An engine roared from the highway under the mountain, deafeningly loud and angry, but to Tyco’s ears, it sounded like salvation. He braved the rebel fire, creeping through the broken concrete and looking towards the road, waiting as long as he dared for the vehicle to show itself.
 

It came just as he was about to duck, just as the bullets crashed tightly around him: an armored truck, like the one Flip had left destroyed on the slope. The minigun mounted on its roof roared to life as it came within range of the checkpoint as the gunner behind it opened up with vicious abandon. The team crouched, flattening themselves against the floor as whole chunks of concrete flew above them, ripped apart by the hail of bullets.
 

Tyco saw Flip reach for her rocket launcher and dove towards at her, pulling her flat and ripping it from her hands. “No!” he shouted. “We need it in one piece.”
 

He tapped in quickly, unable to raise his head and find Chip, knowing he was near. “Chip.” He said. “Take him out.”
 

“Gonna need some cover.” Chip called back. “He brought company.”

Tyco sighed. Of course they had.
 

The truck had stopped on the highway just below the checkpoint. Half a dozen rebels spilled from its bowels, their rifles adding to the heavy, constant fire from the turret on its roof.
 

Tyco fell to his stomach, ran his rifle out past the concrete barrier, and opened fire, sending bullets flying off of the personnel carrier’s plating. The soldiers scattered, ducking away and diving behind cover. Flip kept up the pressure, sweeping her machine gun across the open street in extended bursts.
 

Chip let his rifle rest on the shredded barrier, sitting in a stiff-legged crouch behind it.
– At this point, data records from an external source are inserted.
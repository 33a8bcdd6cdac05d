/// Table names at each stage boundary. These are stable across runs.

// Raw layer (produced by ingestion)
pub const POS_TRANSACTIONS: &str = "pos_transactions";
pub const ECOMMERCE_ORDERS: &str = "ecommerce_orders";
pub const WAREHOUSE_INVENTORY: &str = "warehouse_inventory";

// Conformed layer
pub const SALES_UNIFIED: &str = "sales_unified";
pub const INVENTORY_CLEAN: &str = "inventory_clean";

// Dimensional layer
pub const DIM_PRODUCT: &str = "dim_product";
pub const DIM_LOCATION: &str = "dim_location";
pub const FACT_SALES: &str = "fact_sales";
pub const FACT_INVENTORY: &str = "fact_inventory";

// Ingestion metadata stamped on every raw table
pub const INGESTION_TIMESTAMP: &str = "ingestion_timestamp";
pub const SOURCE_SYSTEM: &str = "source_system";

// Source-system labels
pub const POS_SYSTEM: &str = "POS";
pub const ECOMMERCE_SYSTEM: &str = "ECOMMERCE";
pub const WAREHOUSE_SYSTEM: &str = "WAREHOUSE";

// Canonical sales columns
pub const SALE_ID: &str = "sale_id";
pub const SALE_DATE: &str = "sale_date";
pub const PRODUCT_ID: &str = "product_id";
pub const QUANTITY: &str = "quantity";
pub const UNIT_PRICE: &str = "unit_price";
pub const CHANNEL: &str = "channel";
pub const LOCATION: &str = "location";
pub const TOTAL_REVENUE: &str = "total_revenue";
pub const YEAR: &str = "year";
pub const MONTH: &str = "month";
pub const DAY_OF_WEEK: &str = "day_of_week";

// Inventory columns
pub const WAREHOUSE_ID: &str = "warehouse_id";
pub const STOCK_ON_HAND: &str = "stock_on_hand";
pub const REORDER_LEVEL: &str = "reorder_level";
pub const IS_LOW_STOCK: &str = "is_low_stock";
pub const IS_OUT_OF_STOCK: &str = "is_out_of_stock";
pub const LAST_UPDATED: &str = "last_updated";

// Surrogate keys
pub const PRODUCT_KEY: &str = "product_key";
pub const LOCATION_KEY: &str = "location_key";
pub const SALE_KEY: &str = "sale_key";
pub const INVENTORY_KEY: &str = "inventory_key";

/// Every table the raw layer must provide
pub fn raw_tables() -> Vec<&'static str> {
    vec![POS_TRANSACTIONS, ECOMMERCE_ORDERS, WAREHOUSE_INVENTORY]
}
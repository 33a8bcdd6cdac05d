//! Model Phase Metrics

use crate::metrics::{phase_metric, MetricDoc, MetricType, PhaseMetrics};
use crate::model::DimensionalModel;

pub struct ModelMetrics;

impl ModelMetrics {
    pub fn record_model(model: &DimensionalModel) {
        for (table, rows) in [
            ("dim_product", model.dim_product.num_rows()),
            ("dim_location", model.dim_location.num_rows()),
            ("fact_sales", model.fact_sales.num_rows()),
            ("fact_inventory", model.fact_inventory.num_rows()),
        ] {
            ::metrics::gauge!(phase_metric!(gauge, "model", "table_rows"), "table" => table).set(rows as f64);
        }
    }

    pub fn record_integrity_failure() {
        ::metrics::counter!(phase_metric!(counter, "model", "integrity_failures")).increment(1);
    }
}

impl PhaseMetrics for ModelMetrics {
    fn register_metrics() {
        use metrics::{counter, gauge};

        let _ = gauge!(phase_metric!(gauge, "model", "table_rows"));
        let _ = counter!(phase_metric!(counter, "model", "integrity_failures"));
    }

    fn phase_name() -> &'static str {
        "model"
    }

    fn metrics_documentation() -> Vec<MetricDoc> {
        vec![
            MetricDoc {
                name: phase_metric!(gauge, "model", "table_rows"),
                metric_type: MetricType::Gauge,
                help: "Rows in each dimensional table of the last run",
                labels: vec!["table"],
            },
            MetricDoc {
                name: phase_metric!(counter, "model", "integrity_failures"),
                metric_type: MetricType::Counter,
                help: "Model builds rejected by the referential completeness check",
                labels: vec![],
            },
        ]
    }
}
use std::fs;
use tracing_subscriber::{fmt, prelude::*, EnvFilter};

use crate::config::LoggingConfig;

pub const LOG_FILE_NAME: &str = "pipeline.log";

/// Initializes the logging system with both console and file output.
///
/// `RUST_LOG` wins over `config.default_filter` when set.
pub fn init_logging(config: &LoggingConfig) {
    let _ = fs::create_dir_all(&config.dir);

    // Daily-rotated JSON log next to the human-readable console output
    let file_appender = tracing_appender::rolling::daily(&config.dir, LOG_FILE_NAME);
    let (non_blocking_writer, _guard) = tracing_appender::non_blocking(file_appender);
    let file_layer = fmt::layer().json().with_writer(non_blocking_writer);

    let console_layer = fmt::layer().with_writer(std::io::stdout);

    let filter = EnvFilter::try_from_default_env()
        .or_else(|_| EnvFilter::try_new(&config.default_filter))
        .unwrap_or_else(|_| EnvFilter::new("info"));

    let _ = tracing_subscriber::registry()
        .with(filter)
        .with(file_layer)
        .with(console_layer)
        .try_init();

    // Keep the writer guard alive for the whole process so buffered lines get flushed
    std::mem::forget(_guard);
}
He sighted in carefully, unhurried by the bullets that whistled all around him, smashed against the guardhouse behind him, and sent shivers through the floor.
 

Tyco rolled away abruptly as the minigun bullets chewed up the ground in front of him, stretching towards him with lethal purpose.
 

“Chip - !” He shouted, his voice urgent and angry.
 

Chip shook his head and smiled, sighing, his finger already squeezing the trigger. The rifle bucked as it fired.
 

The bullet sliced through the air and roared towards its target with unerring accuracy, dipping slightly as it knifed through the wind, slotting itself neatly through the gap in the turret guard before embedding itself in the gunner’s chest with explosive, shuddering brutality.
 

Chip’s shot landed a second later, carving through the dead man’s neck and throwing him half-out of his emplacement.
 

“Are you fucking kidding me?!” He shouted, staring across at MAP-11. The visor swung towards him without expression, lingering as if waiting for him to continue. He turned away sullenly instead, digging in his pocket for his cigarettes. He found them easily, pulling the pack out roughly and shaking it.